== WORK TASK ==
Within the lines below, find those that hold the string "move" and copy each one.

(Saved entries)
= = = = = = =

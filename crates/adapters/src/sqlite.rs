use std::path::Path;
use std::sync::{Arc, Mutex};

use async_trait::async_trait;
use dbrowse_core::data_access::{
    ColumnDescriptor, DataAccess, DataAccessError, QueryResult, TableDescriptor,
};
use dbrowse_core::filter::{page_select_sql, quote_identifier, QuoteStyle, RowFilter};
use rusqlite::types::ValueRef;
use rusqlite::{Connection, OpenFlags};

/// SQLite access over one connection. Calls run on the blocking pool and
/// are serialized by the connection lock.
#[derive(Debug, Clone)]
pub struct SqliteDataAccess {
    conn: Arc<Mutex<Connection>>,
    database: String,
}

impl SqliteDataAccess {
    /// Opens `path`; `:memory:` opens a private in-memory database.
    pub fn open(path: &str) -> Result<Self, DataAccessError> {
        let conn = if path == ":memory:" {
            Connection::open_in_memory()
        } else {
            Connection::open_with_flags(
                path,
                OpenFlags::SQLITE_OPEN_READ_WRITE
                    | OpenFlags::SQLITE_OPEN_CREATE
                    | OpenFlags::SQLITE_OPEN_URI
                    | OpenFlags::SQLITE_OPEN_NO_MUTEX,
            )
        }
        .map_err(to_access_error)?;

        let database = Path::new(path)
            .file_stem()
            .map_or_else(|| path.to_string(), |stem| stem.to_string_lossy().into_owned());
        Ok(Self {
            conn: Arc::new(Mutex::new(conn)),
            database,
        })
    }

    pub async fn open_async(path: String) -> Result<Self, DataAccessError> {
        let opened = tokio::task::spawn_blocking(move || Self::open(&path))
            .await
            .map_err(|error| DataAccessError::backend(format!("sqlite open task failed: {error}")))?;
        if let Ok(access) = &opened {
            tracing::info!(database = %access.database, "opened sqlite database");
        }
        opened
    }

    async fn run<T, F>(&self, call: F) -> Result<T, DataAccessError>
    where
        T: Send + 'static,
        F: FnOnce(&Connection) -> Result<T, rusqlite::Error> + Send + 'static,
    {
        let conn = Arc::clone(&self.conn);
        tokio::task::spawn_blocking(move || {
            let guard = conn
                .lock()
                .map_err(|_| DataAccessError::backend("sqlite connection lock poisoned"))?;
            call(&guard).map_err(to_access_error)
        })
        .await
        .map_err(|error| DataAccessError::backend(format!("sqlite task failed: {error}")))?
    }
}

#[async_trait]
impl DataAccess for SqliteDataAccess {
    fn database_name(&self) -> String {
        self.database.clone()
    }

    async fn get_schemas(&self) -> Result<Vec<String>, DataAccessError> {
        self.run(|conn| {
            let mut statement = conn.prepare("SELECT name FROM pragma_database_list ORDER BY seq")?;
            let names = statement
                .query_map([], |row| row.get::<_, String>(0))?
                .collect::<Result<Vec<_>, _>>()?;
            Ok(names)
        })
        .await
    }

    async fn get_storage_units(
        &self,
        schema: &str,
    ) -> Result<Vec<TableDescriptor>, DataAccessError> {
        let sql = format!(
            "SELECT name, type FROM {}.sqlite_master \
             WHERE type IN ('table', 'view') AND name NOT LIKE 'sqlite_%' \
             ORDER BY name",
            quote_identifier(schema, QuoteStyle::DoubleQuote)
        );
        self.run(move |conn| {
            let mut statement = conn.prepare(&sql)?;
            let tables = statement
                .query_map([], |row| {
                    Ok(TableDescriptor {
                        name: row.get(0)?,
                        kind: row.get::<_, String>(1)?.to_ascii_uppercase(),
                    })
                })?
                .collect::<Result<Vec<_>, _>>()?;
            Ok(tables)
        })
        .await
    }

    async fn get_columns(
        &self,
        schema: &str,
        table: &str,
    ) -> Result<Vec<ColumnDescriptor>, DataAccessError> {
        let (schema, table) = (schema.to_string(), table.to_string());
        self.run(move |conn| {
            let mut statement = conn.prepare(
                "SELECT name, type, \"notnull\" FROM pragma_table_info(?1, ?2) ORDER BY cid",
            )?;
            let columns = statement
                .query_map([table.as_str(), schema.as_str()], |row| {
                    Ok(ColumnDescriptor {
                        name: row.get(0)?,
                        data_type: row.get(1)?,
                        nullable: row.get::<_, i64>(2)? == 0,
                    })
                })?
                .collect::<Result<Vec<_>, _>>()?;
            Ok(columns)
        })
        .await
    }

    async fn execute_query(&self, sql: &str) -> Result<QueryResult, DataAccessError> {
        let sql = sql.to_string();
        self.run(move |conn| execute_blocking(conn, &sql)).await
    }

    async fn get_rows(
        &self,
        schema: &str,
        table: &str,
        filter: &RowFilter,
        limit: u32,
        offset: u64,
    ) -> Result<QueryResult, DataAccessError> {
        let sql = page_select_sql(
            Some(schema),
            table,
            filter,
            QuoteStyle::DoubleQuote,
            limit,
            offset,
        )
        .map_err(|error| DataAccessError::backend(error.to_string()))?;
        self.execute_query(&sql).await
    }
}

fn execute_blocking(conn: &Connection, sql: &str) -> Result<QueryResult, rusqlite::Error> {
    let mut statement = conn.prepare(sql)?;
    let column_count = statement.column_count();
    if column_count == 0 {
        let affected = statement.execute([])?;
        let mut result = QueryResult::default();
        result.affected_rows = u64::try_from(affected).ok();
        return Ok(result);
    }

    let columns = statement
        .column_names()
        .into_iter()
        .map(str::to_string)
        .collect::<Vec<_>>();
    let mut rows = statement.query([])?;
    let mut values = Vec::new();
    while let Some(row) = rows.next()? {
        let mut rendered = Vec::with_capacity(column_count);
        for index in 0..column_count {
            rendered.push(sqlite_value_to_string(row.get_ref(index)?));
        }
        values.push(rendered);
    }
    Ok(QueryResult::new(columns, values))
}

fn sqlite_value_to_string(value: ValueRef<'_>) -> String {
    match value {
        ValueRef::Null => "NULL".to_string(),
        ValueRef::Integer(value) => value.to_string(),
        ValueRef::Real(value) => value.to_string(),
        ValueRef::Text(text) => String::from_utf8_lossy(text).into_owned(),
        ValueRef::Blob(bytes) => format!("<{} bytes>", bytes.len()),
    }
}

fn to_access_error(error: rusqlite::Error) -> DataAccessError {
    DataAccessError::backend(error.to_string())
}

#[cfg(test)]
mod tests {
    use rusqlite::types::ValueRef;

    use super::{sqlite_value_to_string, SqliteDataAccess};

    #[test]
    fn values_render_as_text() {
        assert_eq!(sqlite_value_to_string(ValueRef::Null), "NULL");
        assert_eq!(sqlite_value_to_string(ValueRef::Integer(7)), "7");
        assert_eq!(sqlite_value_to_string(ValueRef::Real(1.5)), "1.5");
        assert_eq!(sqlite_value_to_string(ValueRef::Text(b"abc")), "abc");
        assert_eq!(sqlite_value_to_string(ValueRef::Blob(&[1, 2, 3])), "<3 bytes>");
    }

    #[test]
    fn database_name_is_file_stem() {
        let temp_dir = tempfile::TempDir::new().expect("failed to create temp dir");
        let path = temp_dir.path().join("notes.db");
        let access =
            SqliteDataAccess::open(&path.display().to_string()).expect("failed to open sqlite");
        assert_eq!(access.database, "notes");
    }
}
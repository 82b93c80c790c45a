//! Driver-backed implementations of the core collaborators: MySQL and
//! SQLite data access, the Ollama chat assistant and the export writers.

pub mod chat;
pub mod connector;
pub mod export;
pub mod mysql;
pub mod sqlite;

= = = = = = =

== RESPONSE BELOW ==
        let opened = tokio::task::spawn_blocking(move || Self::open(&path))
        tokio::task::spawn_blocking(move || {
        self.run(move |conn| {
        self.run(move |conn| {
        self.run(move |conn| execute_blocking(conn, &sql)).await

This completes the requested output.